I remain unconvinced about the presence of trash mobs. To go back to the idea as presented;

 

 

As another mentioned, wilderness areas are bland, devoid of content and yield no reason to explore them.

 

Why not make travel through wilderness areas more interesting?

 

Imagine, a base 20% of a randomly generated encounter when traveling through a wilderness area.

 

  1. Encountering a party of merchants or traveler(s) on their way. They could be a source of news, news that may have been affected by PC actions. Or you could demand money from them for safe passage ( this could trigger a future encounter with knights looking for bandits that match your description ).
  2. If your Survival skill is low, bandits appear out of nowhere to ambush your party - demanding cash for your safe passage. If your survival skill is high, your party may notice the absence of wilderness sounds and advise you to proceed with caution.(Survival Skill Check = "I don't hear any birds, we should proceed with caution)
  3. Encountering a patrol of knights looking for bandits, and if your reputation is low you may face a problem.
  4. Encountering a starving refugee, asking for help for their village, a village that is besieged and starving (this opens the path to a new encounter area with a new side quest). Do you offer the refugee food or not, and incur a reputation boost or penalty? Do you accept a quest to save the villagers?
  5. Encounter a young bear.
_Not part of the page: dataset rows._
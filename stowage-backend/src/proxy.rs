//! Generic delegating wrapper.

use std::sync::atomic::{AtomicBool, Ordering};

use async_trait::async_trait;
use stowage_core::{Key, Options, StoreLabel, Value};

use crate::{BoxStore, Store, StoreResult};

/// A store that forwards every operation to exactly one inner store.
///
/// Arguments and results pass through unchanged. Concrete proxies own a
/// `Proxy` and call into it for the operations they do not intercept, which
/// also gives them the close-once guarantee for free: the first `close`
/// reaches the inner store, later calls return `Ok(())` without delegating.
///
/// ```ignore
/// use stowage_backend::{Proxy, StoreExt};
///
/// let proxy = Proxy::new(inner);
/// proxy.set("a", 1).await?;
/// ```
#[derive(Debug)]
pub struct Proxy<S = BoxStore> {
    inner: S,
    closed: AtomicBool,
}

impl<S: Store> Proxy<S> {
    /// Wraps `inner`.
    pub fn new(inner: S) -> Self {
        Self {
            inner,
            closed: AtomicBool::new(false),
        }
    }

    /// Returns the wrapped store.
    pub fn inner(&self) -> &S {
        &self.inner
    }

    /// Unwraps the proxy.
    pub fn into_inner(self) -> S {
        self.inner
    }

    /// Returns `true` once `close` has been propagated.
    pub fn is_closed(&self) -> bool {
        self.closed.load(Ordering::Acquire)
    }
}

#[async_trait]
impl<S: Store> Store for Proxy<S> {
    async fn contains(&self, key: &Key, options: &Options) -> StoreResult<bool> {
        self.inner.contains(key, options).await
    }

    async fn load(&self, key: &Key, options: &Options) -> StoreResult<Option<Value>> {
        self.inner.load(key, options).await
    }

    async fn store(&self, key: &Key, value: Value, options: &Options) -> StoreResult<Value> {
        self.inner.store(key, value, options).await
    }

    async fn delete(&self, key: &Key, options: &Options) -> StoreResult<Option<Value>> {
        self.inner.delete(key, options).await
    }

    async fn increment(&self, key: &Key, amount: i64, options: &Options) -> StoreResult<i64> {
        self.inner.increment(key, amount, options).await
    }

    async fn clear(&self, options: &Options) -> StoreResult<()> {
        self.inner.clear(options).await
    }

    async fn close(&self) -> StoreResult<()> {
        if self.closed.swap(true, Ordering::AcqRel) {
            return Ok(());
        }
        self.inner.close().await
    }

    fn label(&self) -> StoreLabel {
        self.inner.label()
    }
}
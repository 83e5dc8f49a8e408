use std::{future::Future, sync::Arc};

use async_trait::async_trait;
use stowage_core::{Key, Options, StoreLabel, Value};

use crate::StoreError;

pub type StoreResult<T> = Result<T, StoreError>;

/// The key-value contract every layer of a stack implements.
///
/// Terminal adapters talk to real storage, proxies wrap exactly one inner
/// store and the cache composite owns two. Callers cannot tell them apart.
///
/// Absence is reported as `Ok(None)`; only genuine failures are errors.
#[async_trait]
pub trait Store: Send + Sync {
    /// Returns `true` if `key` has a value.
    ///
    /// The default implementation loads the value and checks for presence.
    async fn contains(&self, key: &Key, options: &Options) -> StoreResult<bool> {
        Ok(self.load(key, options).await?.is_some())
    }

    /// Loads the value stored under `key`.
    async fn load(&self, key: &Key, options: &Options) -> StoreResult<Option<Value>>;

    /// Stores `value` under `key` and returns it.
    async fn store(&self, key: &Key, value: Value, options: &Options) -> StoreResult<Value>;

    /// Deletes `key` and returns the value it held.
    async fn delete(&self, key: &Key, options: &Options) -> StoreResult<Option<Value>>;

    /// Atomically adds `amount` to the counter under `key` and returns the
    /// new value. A missing counter starts at zero.
    async fn increment(&self, key: &Key, amount: i64, options: &Options) -> StoreResult<i64>;

    /// Removes every entry.
    async fn clear(&self, options: &Options) -> StoreResult<()>;

    /// Releases the resources held by this store and everything it owns.
    ///
    /// No operation is valid afterwards.
    async fn close(&self) -> StoreResult<()>;

    /// Returns the label of this store for logs and composed names.
    fn label(&self) -> StoreLabel {
        StoreLabel::new_static("store")
    }
}

pub type BoxStore = Box<dyn Store>;

#[async_trait]
impl<S: Store + ?Sized> Store for Box<S> {
    async fn contains(&self, key: &Key, options: &Options) -> StoreResult<bool> {
        (**self).contains(key, options).await
    }

    async fn load(&self, key: &Key, options: &Options) -> StoreResult<Option<Value>> {
        (**self).load(key, options).await
    }

    async fn store(&self, key: &Key, value: Value, options: &Options) -> StoreResult<Value> {
        (**self).store(key, value, options).await
    }

    async fn delete(&self, key: &Key, options: &Options) -> StoreResult<Option<Value>> {
        (**self).delete(key, options).await
    }

    async fn increment(&self, key: &Key, amount: i64, options: &Options) -> StoreResult<i64> {
        (**self).increment(key, amount, options).await
    }

    async fn clear(&self, options: &Options) -> StoreResult<()> {
        (**self).clear(options).await
    }

    async fn close(&self) -> StoreResult<()> {
        (**self).close().await
    }

    fn label(&self) -> StoreLabel {
        (**self).label()
    }
}

#[async_trait]
impl<S: Store + ?Sized> Store for Arc<S> {
    async fn contains(&self, key: &Key, options: &Options) -> StoreResult<bool> {
        (**self).contains(key, options).await
    }

    async fn load(&self, key: &Key, options: &Options) -> StoreResult<Option<Value>> {
        (**self).load(key, options).await
    }

    async fn store(&self, key: &Key, value: Value, options: &Options) -> StoreResult<Value> {
        (**self).store(key, value, options).await
    }

    async fn delete(&self, key: &Key, options: &Options) -> StoreResult<Option<Value>> {
        (**self).delete(key, options).await
    }

    async fn increment(&self, key: &Key, amount: i64, options: &Options) -> StoreResult<i64> {
        (**self).increment(key, amount, options).await
    }

    async fn clear(&self, options: &Options) -> StoreResult<()> {
        (**self).clear(options).await
    }

    async fn close(&self) -> StoreResult<()> {
        (**self).close().await
    }

    fn label(&self) -> StoreLabel {
        (**self).label()
    }
}

/// Shorthand operations using default [`Options`].
///
/// Implemented for every [`Store`], including trait objects.
///
/// ```ignore
/// use stowage_backend::StoreExt;
///
/// store.set("a", 1).await?;
/// assert_eq!(store.get("a").await?, Some(Value::from(1)));
/// ```
pub trait StoreExt: Store {
    fn get(&self, key: impl Into<Key>) -> impl Future<Output = StoreResult<Option<Value>>> + Send {
        let key = key.into();
        async move { self.load(&key, &Options::default()).await }
    }

    fn set(
        &self,
        key: impl Into<Key>,
        value: impl Into<Value>,
    ) -> impl Future<Output = StoreResult<Value>> + Send {
        let (key, value) = (key.into(), value.into());
        async move { self.store(&key, value, &Options::default()).await }
    }

    fn has(&self, key: impl Into<Key>) -> impl Future<Output = StoreResult<bool>> + Send {
        let key = key.into();
        async move { self.contains(&key, &Options::default()).await }
    }

    fn remove(&self, key: impl Into<Key>) -> impl Future<Output = StoreResult<Option<Value>>> + Send {
        let key = key.into();
        async move { self.delete(&key, &Options::default()).await }
    }

    fn incr(&self, key: impl Into<Key>, amount: i64) -> impl Future<Output = StoreResult<i64>> + Send {
        let key = key.into();
        async move { self.increment(&key, amount, &Options::default()).await }
    }
}

impl<S: Store + ?Sized> StoreExt for S {}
Harm the young bear and his dire bear mother and father charge from the woods to attack. Ignore the young bear and the encounter with his parents is not triggered. (Survival Skill Check = "Its a young bear, his mother will be close by." )
  6. Encounter: Dragon - ( Survival Skill Check = "I see signs of a Dragon in the area, it might be best if we quickly and quietly left this area" ) . A very rare random encounter that most PC parties will want to avoid. Of course, it could be a dragon that you could talk. An encounter that player's will talk about - I encountered a huge dragon attacking a merchant caravan and sneaked away, or I encountered a huge dragon attacking a caravan and attacked, and died.

 

Survival Skill Enhancement: 10% per Skill Level - Textual (or audio) Alert when a potentially hostile random encounter is detected - "It's too quiet. We should proceed with caution." A suggestion for the party to turn back or enter stealth mode to see what lies ahead on the path.

 

Bandit ambush kinda sounds like a trash mob fight or pay to not have to put up with a trash mob fight to me. Encounter a young bear is potentially a trash mob fight once, after which it's a complete dud event because you already know the correct response which makes nothing happen. Knights are either a blank or a trash mob fight, except the outcome depends on what you did outside of the encounter. All three options share the common trait of the trash mob fight being the only actual thing you'd get out of them (unless you count losing what would ultimately end up a trivial amount of coppers). So yeah, that's three glorified trash mobs in my book.

 

My wider objection though is not to having to fight things once in a while (I can deal with that, at least it's something to engage me on the commute) but rather the prospect of having to scrape through an increasingly samey pool of 'random' events every time I need to stop by a wilderness area. Half of these could relieve the tedium all of once...after which you know the correct answers to give and they just become another repeating feature of the tedious commute. This all sounds great for when you picture getting the odd dragon, the quest, maybe one case of the bear cub...but what if you keep rolling bear cub off the table? What if you get nothing but bandits over and over? Unless there's a limit to keep options from re-firing, dragon and quest in particular are going to get very silly very fast, whereas if you do impose limits but not across the board you're narrowing the pool down until we're basically down to the bandits, the knights, and the bears again. As stated, I'd rather have properly scripted and fleshed out content with a similar ambush premise rather than a random dice roll. And honestly, if I'm going to have to deal with trash mobs, I'd rather we got onto the combat rather than having them waste my time by running the same dialogue by me every time first.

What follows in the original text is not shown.